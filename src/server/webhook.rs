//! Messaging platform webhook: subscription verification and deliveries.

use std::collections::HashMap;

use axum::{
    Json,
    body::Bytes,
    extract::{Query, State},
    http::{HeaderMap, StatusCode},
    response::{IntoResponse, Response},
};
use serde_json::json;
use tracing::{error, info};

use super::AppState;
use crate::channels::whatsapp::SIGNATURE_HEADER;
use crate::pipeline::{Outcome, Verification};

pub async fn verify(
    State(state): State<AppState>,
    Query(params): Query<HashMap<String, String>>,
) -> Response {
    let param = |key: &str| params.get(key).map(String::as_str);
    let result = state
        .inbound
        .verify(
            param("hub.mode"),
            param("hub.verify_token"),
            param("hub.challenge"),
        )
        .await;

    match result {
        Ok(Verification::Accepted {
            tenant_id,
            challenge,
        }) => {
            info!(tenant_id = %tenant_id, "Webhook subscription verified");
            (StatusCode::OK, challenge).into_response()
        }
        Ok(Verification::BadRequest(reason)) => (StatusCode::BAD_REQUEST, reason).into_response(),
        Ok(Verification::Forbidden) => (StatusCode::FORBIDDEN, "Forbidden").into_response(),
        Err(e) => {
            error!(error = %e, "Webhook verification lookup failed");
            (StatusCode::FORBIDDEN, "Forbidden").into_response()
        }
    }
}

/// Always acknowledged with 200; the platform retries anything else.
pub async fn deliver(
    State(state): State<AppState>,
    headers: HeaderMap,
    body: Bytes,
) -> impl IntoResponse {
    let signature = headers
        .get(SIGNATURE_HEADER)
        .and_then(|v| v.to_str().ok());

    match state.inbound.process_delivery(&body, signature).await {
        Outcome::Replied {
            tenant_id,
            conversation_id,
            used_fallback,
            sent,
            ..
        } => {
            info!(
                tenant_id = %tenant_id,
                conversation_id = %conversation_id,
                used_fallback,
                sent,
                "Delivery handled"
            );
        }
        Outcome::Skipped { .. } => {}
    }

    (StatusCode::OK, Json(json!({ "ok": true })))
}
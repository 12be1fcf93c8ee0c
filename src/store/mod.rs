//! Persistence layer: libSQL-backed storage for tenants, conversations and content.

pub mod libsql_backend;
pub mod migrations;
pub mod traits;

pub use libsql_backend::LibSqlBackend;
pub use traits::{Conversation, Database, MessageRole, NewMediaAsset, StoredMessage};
··········
Work task =>
Reproduce the material above exactly; please quote every line of it.

Answer =>
filename src/server/webhook.rs
//! Messaging platform webhook: subscription verification and deliveries.

use std::collections::HashMap;

use axum::{
    Json,
    body::Bytes,
    extract::{Query, State},
    http::{HeaderMap, StatusCode},
    response::{IntoResponse, Response},
};
use serde_json::json;
use tracing::{error, info};

use super::AppState;
use crate::channels::whatsapp::SIGNATURE_HEADER;
use crate::pipeline::{Outcome, Verification};

pub async fn verify(
    State(state): State<AppState>,
    Query(params): Query<HashMap<String, String>>,
) -> Response {
    let param = |key: &str| params.get(key).map(String::as_str);
    let result = state
        .inbound
        .verify(
            param("hub.mode"),
            param("hub.verify_token"),
            param("hub.challenge"),
        )
        .await;

    match result {
        Ok(Verification::Accepted {
            tenant_id,
            challenge,
        }) => {
            info!(tenant_id = %tenant_id, "Webhook subscription verified");
            (StatusCode::OK, challenge).into_response()
        }
        Ok(Verification::BadRequest(reason)) => (StatusCode::BAD_REQUEST, reason).into_response(),
        Ok(Verification::Forbidden) => (StatusCode::FORBIDDEN, "Forbidden").into_response(),
        Err(e) => {
            error!(error = %e, "Webhook verification lookup failed");
            (StatusCode::FORBIDDEN, "Forbidden").into_response()
        }
    }
}

/// Always acknowledged with 200; the platform retries anything else.
pub async fn deliver(
    State(state): State<AppState>,
    headers: HeaderMap,
    body: Bytes,
) -> impl IntoResponse {
    let signature = headers
        .get(SIGNATURE_HEADER)
        .and_then(|v| v.to_str().ok());

    match state.inbound.process_delivery(&body, signature).await {
        Outcome::Replied {
            tenant_id,
            conversation_id,
            used_fallback,
            sent,
            ..
        } => {
            info!(
                tenant_id = %tenant_id,
                conversation_id = %conversation_id,
                used_fallback,
                sent,
                "Delivery handled"
            );
        }
        Outcome::Skipped { .. } => {}
    }

    (StatusCode::OK, Json(json!({ "ok": true })))
}
repository 12be1fcf93c8ee0c
filename src/store/mod.rs
//! Persistence layer: libSQL-backed storage for tenants, conversations and content.

pub mod libsql_backend;
pub mod migrations;
pub mod traits;

pub use libsql_backend::LibSqlBackend;
pub use traits::{Conversation, Database, MessageRole, NewMediaAsset, StoredMessage};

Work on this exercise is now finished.